Testing and development are managed with the project management tool in-Step [24]. Most test cases are executed manually. Test automation support is available only for specific network protocols and analysis reports. A parallel change management process organizes the activities concerning the handling of requests for change (RfC). It consists of the three linearly connected activities (1) collecting and inspecting RfC, (2) approving or declining RfC and (3) performing change and periodic RfC monitoring. Change management comprises also testing activities, i.e., executing test cases for the affected feature or component.

5 Results and discussion

In this section, we answer the research questions based on the studied cases.
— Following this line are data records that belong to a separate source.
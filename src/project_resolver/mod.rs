//! The ProjectRegistry component: workspace/path-alias/barrel re-export
//! resolution for TypeScript/JavaScript projects (tsconfig.json /
//! jsconfig.json `baseUrl` + `paths`), with SHA-256-based cache
//! invalidation so a config file is only re-parsed when it actually
//! changes.

pub mod helpers;
pub mod memo;
pub mod persist;
pub mod provider;
pub mod providers;
pub mod sha;

pub use memo::ResolutionMemo;
pub use persist::{ResolutionIndex, ResolutionPersistence, ResolutionRules};
pub use provider::ProjectResolutionProvider;
pub use providers::JavaScriptProvider;
pub use sha::{Sha256Hash, compute_file_sha};

use thiserror::Error;

#[derive(Debug, Error)]
pub enum ResolutionError {
    #[error("failed to read config file '{path}': {source}")]
    Read {
        path: std::path::PathBuf,
        source: std::io::Error,
    },
    #[error("failed to parse config file '{path}': {reason}")]
    Parse {
        path: std::path::PathBuf,
        reason: String,
    },
    #[error("failed to persist resolution cache to '{path}': {source}")]
    Persist {
        path: std::path::PathBuf,
        source: std::io::Error,
    },
    #[error("failed to deserialize resolution cache: {0}")]
    Deserialize(#[from] serde_json::Error),
    #[error("invalid resolution cache: {0}")]
    InvalidCache(String),
}

impl ResolutionError {
    /// I/O error while reading a config file during resolution-cache work.
    pub fn cache_io(path: std::path::PathBuf, source: std::io::Error) -> Self {
        ResolutionError::Read { path, source }
    }

    /// A config file exists but its content could not be used (bad JSON,
    /// circular `extends`, invalid path pattern).
    pub fn invalid_cache(reason: impl Into<String>) -> Self {
        ResolutionError::InvalidCache(reason.into())
    }
}

pub type ResolutionResult<T> = Result<T, ResolutionError>;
For each question, first, generalized findings are presented and, second, the related evidence is described and discussed in context of each case.
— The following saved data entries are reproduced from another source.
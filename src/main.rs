use std::path::{Path, PathBuf};
use std::sync::Arc;

use clap::Parser;
use rmcp::transport::stdio;
use rmcp::ServiceExt;

use codetrace_engine::cli::{Cli, Commands, QueryCommand};
use codetrace_engine::config::{CACHE_DIR_NAME, StorageConfig};
use codetrace_engine::indexing::pipeline::IndexPipeline;
use codetrace_engine::indexing::sync::SyncEngine;
use codetrace_engine::mcp::CodeGraphServer;
use codetrace_engine::search::SearchBackend;
use codetrace_engine::server_registry::{ServerInfo, SpawnLock};
use codetrace_engine::storage::Store;
use codetrace_engine::vector::{EmbeddingCache, FastEmbedEmbedder};
use codetrace_engine::watcher::Watcher;
use codetrace_engine::{format_markdown, id_space::IdSpace, init, logging, FormatInput, QueryEngine, Settings};

const EXIT_OK: i32 = 0;
const EXIT_FATAL: i32 = 1;
const EXIT_SCHEMA_TOO_NEW: i32 = 2;

fn main() {
    let cli = Cli::parse();
    let root = cli
        .root
        .clone()
        .unwrap_or_else(|| std::env::current_dir().expect("cannot determine current directory"));

    if cli.debug {
        codetrace_engine::config::set_global_debug_enabled(true);
    }

    let code = run(cli, root);
    std::process::exit(code);
}

fn run(cli: Cli, root: PathBuf) -> i32 {
    if let Commands::Init { force } = &cli.command {
        return match init::init_workspace(&root, *force) {
            Ok(cache_dir) => {
                println!("Initialized workspace at {}", cache_dir.display());
                EXIT_OK
            }
            Err(e) => {
                eprintln!("init: {e}");
                EXIT_FATAL
            }
        };
    }

    let settings_path = root.join(CACHE_DIR_NAME).join("settings.toml");
    let settings = match Settings::load_from(&settings_path) {
        Ok(settings) => Arc::new(settings),
        Err(e) => {
            eprintln!("fatal: failed to load {}: {e}", settings_path.display());
            return EXIT_FATAL;
        }
    };

    logging::init_with_config(&settings.logging);

    let cache_dir = root.join(&settings.cache_dir);
    let context = match Context::build(settings.clone(), &root, &cache_dir) {
        Ok(context) => context,
        Err(ContextError::SchemaTooNew) => return EXIT_SCHEMA_TOO_NEW,
        Err(ContextError::Fatal(msg)) => {
            eprintln!("fatal: {msg}");
            return EXIT_FATAL;
        }
    };

    match cli.command {
        Commands::Init { .. } => unreachable!("handled above"),
        Commands::Sync => with_spawn_lock(&cache_dir, || run_sync(&context)),
        Commands::Watch => with_spawn_lock(&cache_dir, || run_watch(&context)),
        Commands::Serve => with_spawn_lock(&cache_dir, || run_serve(&context, &cache_dir)),
        Commands::Query(query) => run_query(&context, query),
    }
}

/// Acquires `server.lock` for the lifetime of `f` (spec §5 "Spawn
/// exclusion"); a concurrent writer for the same cache directory fails
/// fast rather than corrupting the Store.
fn with_spawn_lock(cache_dir: &Path, f: impl FnOnce() -> i32) -> i32 {
    match SpawnLock::acquire(cache_dir) {
        Ok(_lock) => f(),
        Err(e) => {
            eprintln!("fatal: {e}");
            EXIT_FATAL
        }
    }
}

/// Everything a subcommand needs, assembled once per process. Mirrors the
/// teacher's own collaborator-wiring block in `main.rs`, generalized to
/// this crate's Store/SearchBackend/Embedder/QueryEngine seams.
struct Context {
    settings: Arc<Settings>,
    store: Arc<Store>,
    search: Arc<SearchBackend>,
    embedder: Arc<dyn codetrace_engine::vector::Embedder>,
    cache: Arc<EmbeddingCache>,
    pipeline: IndexPipeline,
    project_root: PathBuf,
    manifest_path: PathBuf,
}

enum ContextError {
    SchemaTooNew,
    Fatal(String),
}

impl Context {
    fn build(settings: Arc<Settings>, project_root: &Path, cache_dir: &Path) -> Result<Self, ContextError> {
        let store_path = match &settings.storage {
            StorageConfig::Sqlite { path } => path
                .clone()
                .unwrap_or_else(|| cache_dir.join("graph.db")),
            StorageConfig::Memgraph { .. } => {
                return Err(ContextError::Fatal(
                    "storage.type = \"memgraph\" is not supported by this build; use sqlite".to_string(),
                ))
            }
        };

        let store = Store::open_or_create(&store_path).map_err(|e| {
            if matches!(e, codetrace_engine::storage::StoreError::SchemaTooNew { .. }) {
                ContextError::SchemaTooNew
            } else {
                ContextError::Fatal(e.to_string())
            }
        })?;
        let store = Arc::new(store);

        let search = SearchBackend::open_or_create(&cache_dir.join("search-index"))
            .map_err(|e| ContextError::Fatal(e.to_string()))?;
        let search = Arc::new(search);

        let embedder: Arc<dyn codetrace_engine::vector::Embedder> = Arc::new(
            FastEmbedEmbedder::new().map_err(|e| ContextError::Fatal(e.to_string()))?,
        );
        let cache_path = cache_dir.join("embedding-cache");
        let cache = Arc::new(
            EmbeddingCache::open(&cache_path, embedder.model_name())
                .map_err(|e| ContextError::Fatal(e.to_string()))?,
        );

        let pipeline = IndexPipeline::new(
            settings.clone(),
            store.clone(),
            search.clone(),
            embedder.clone(),
            cache.clone(),
            IdSpace::new(),
        );

        Ok(Self {
            settings,
            store,
            search,
            embedder,
            cache,
            pipeline,
            project_root: project_root.to_path_buf(),
            manifest_path: cache_dir.join("manifest.json"),
        })
    }

    fn sync_engine(&self) -> SyncEngine {
        SyncEngine::new(
            self.settings.clone(),
            self.pipeline.clone(),
            self.project_root.clone(),
            self.manifest_path.clone(),
        )
    }

    fn query_engine(&self) -> QueryEngine {
        QueryEngine::new(
            self.store.clone(),
            self.search.clone(),
            self.embedder.clone(),
            self.cache.clone(),
        )
    }
}

fn run_sync(context: &Context) -> i32 {
    let report = context.sync_engine().run();
    println!(
        "synced: {} added, {} stale, {} deleted ({} ms)",
        report.added_count, report.stale_count, report.deleted_count, report.duration_ms
    );
    for error in &report.errors {
        eprintln!("sync: {}: {}", error.file, error.message);
    }
    if report.errors.is_empty() {
        EXIT_OK
    } else {
        EXIT_FATAL
    }
}

fn run_watch(context: &Context) -> i32 {
    context.sync_engine().run();
    let watcher = match Watcher::new(
        context.settings.clone(),
        context.pipeline.clone(),
        context.project_root.clone(),
    ) {
        Ok(w) => w,
        Err(e) => {
            eprintln!("fatal: {e}");
            return EXIT_FATAL;
        }
    };

    let stop = install_signal_handler();
    let result = watcher.run(
        |report| {
            if !report.files.is_empty() {
                println!("reindexed {} file(s)", report.files.len());
            }
            for (file, message) in &report.errors {
                eprintln!("watch: {file}: {message}");
            }
        },
        move || stop.load(std::sync::atomic::Ordering::Relaxed),
    );

    match result {
        Ok(()) => EXIT_OK,
        Err(e) => {
            eprintln!("fatal: {e}");
            EXIT_FATAL
        }
    }
}

/// `apiVersion` recorded in `server.json`, bumped whenever the MCP query
/// tool surface's request/response shapes change incompatibly.
const SERVER_API_VERSION: u32 = 1;

fn run_serve(context: &Context, cache_dir: &Path) -> i32 {
    context.sync_engine().run();

    let settings = context.settings.clone();
    let pipeline = context.pipeline.clone();
    let project_root = context.project_root.clone();
    let stop = install_signal_handler();
    let stop_for_watcher = stop.clone();
    std::thread::spawn(move || {
        if let Ok(watcher) = Watcher::new(settings, pipeline, project_root) {
            let _ = watcher.run(|_| {}, move || stop_for_watcher.load(std::sync::atomic::Ordering::Relaxed));
        }
    });

    let query = Arc::new(context.query_engine());
    let server = CodeGraphServer::new(query, context.project_root.clone());

    let runtime = match tokio::runtime::Runtime::new() {
        Ok(rt) => rt,
        Err(e) => {
            eprintln!("fatal: failed to start async runtime: {e}");
            return EXIT_FATAL;
        }
    };

    // `host` is a discovery sentinel rather than a bindable address: this
    // build speaks MCP over stdio, not TCP, so there's no socket to report.
    let info = ServerInfo {
        host: "stdio".to_string(),
        port: context.settings.mcp.port,
        pid: std::process::id(),
        ready: true,
        api_version: SERVER_API_VERSION,
    };
    if let Err(e) = info.write(cache_dir) {
        eprintln!("warning: failed to write server.json: {e}");
    }

    let result = runtime.block_on(async move {
        let service = server
            .serve(stdio())
            .await
            .map_err(|e| e.to_string())?;
        service.waiting().await.map_err(|e| e.to_string())
    });

    stop.store(true, std::sync::atomic::Ordering::Relaxed);
    ServerInfo::remove(cache_dir);
    match result {
        Ok(_) => EXIT_OK,
        Err(e) => {
            eprintln!("fatal: mcp server error: {e}");
            EXIT_FATAL
        }
    }
}

fn run_query(context: &Context, query: QueryCommand) -> i32 {
    let engine = context.query_engine();
    let read_file = |relative: &str| std::fs::read_to_string(context.project_root.join(relative)).ok();

    let rendered = match query {
        QueryCommand::DependenciesOf { file_path, symbol, topic } => engine
            .dependencies_of(&file_path, &symbol, topic.as_deref())
            .and_then(|t| engine.load_nodes(&t.reachability).map(|n| (t, n)))
            .map(|(t, nodes)| {
                let input = FormatInput {
                    nodes: &nodes,
                    edges: &t.reachability.edges,
                    start: Some(&t.start),
                };
                format_markdown(&input, read_file)
            }),
        QueryCommand::DependentsOf { file_path, symbol, topic } => engine
            .dependents_of(&file_path, &symbol, topic.as_deref())
            .and_then(|t| engine.load_nodes(&t.reachability).map(|n| (t, n)))
            .map(|(t, nodes)| {
                let input = FormatInput {
                    nodes: &nodes,
                    edges: &t.reachability.edges,
                    start: Some(&t.start),
                };
                format_markdown(&input, read_file)
            }),
        QueryCommand::PathsBetween { from_file, from_symbol, to_file, to_symbol } => engine
            .paths_between((&from_file, &from_symbol), (&to_file, &to_symbol))
            .and_then(|path| engine.load_path_nodes(&path).map(|n| (path, n)))
            .map(|(path, nodes)| {
                let start = path.nodes.first().cloned();
                let input = FormatInput {
                    nodes: &nodes,
                    edges: &path.edges,
                    start: start.as_deref(),
                };
                format_markdown(&input, read_file)
            }),
    };

    match rendered {
        Ok(text) => {
            println!("{text}");
            EXIT_OK
        }
        Err(e) => {
            eprintln!("query: {e}");
            EXIT_FATAL
        }
    }
}

/// SIGINT sets this flag; `Watcher::run` only observes it between ticks,
/// so an in-flight reindex always finishes (spec §5). Spawns its own
/// single-threaded runtime since `tokio::signal` needs one and the
/// `watch` subcommand otherwise runs synchronously.
fn install_signal_handler() -> Arc<std::sync::atomic::AtomicBool> {
    let stop = Arc::new(std::sync::atomic::AtomicBool::new(false));
    let handler_flag = stop.clone();
    std::thread::spawn(move || {
        if let Ok(rt) = tokio::runtime::Runtime::new() {
            rt.block_on(async move {
                if tokio::signal::ctrl_c().await.is_ok() {
                    handler_flag.store(true, std::sync::atomic::Ordering::Relaxed);
                }
            });
        }
    });
    stop
}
Following conventions are applied in this section: Text translated from recorded interviews or paraphrasing statements of case participants is shown in italics; comments and interpretations added by the authors are shown in square brackets.

5.1 What is the notion of risk in software testing? (RQ1)

To answer the first research question, we investigated how “risk” is understood in the different cases. The findings are:

  • F-01 The concept of risk depends on context and scope, but there is an agreement that product risks are relevant for testing, as testing is understood as measure (i.e., a protective action) to reduce the exposure of the product to risks of this type.

  • F-02 There is a general agreement that the risk as understood in the different cases follows the common definition of risk as \(R = P \circ I\), where \(P\) is its probability and \(I\) its impact. However, the definition and relation of \(P\) and \(I\) may remain informal and implicit. Both factors are usually based on (subjective) estimates made in a project or product development context.

  • F-03 The degree of formality of risk as a concept depends on the application scope. It increases when the scope widens from project to product and, furthermore, to process.

In all cases, risk management is an established activity at the project or organizational level. At this level, project as well as product risks are addressed. In software testing, the focus is on risk related to specific product properties and qualities. In all cases, we found that testing activities are understood as means to mitigate the identified product risks.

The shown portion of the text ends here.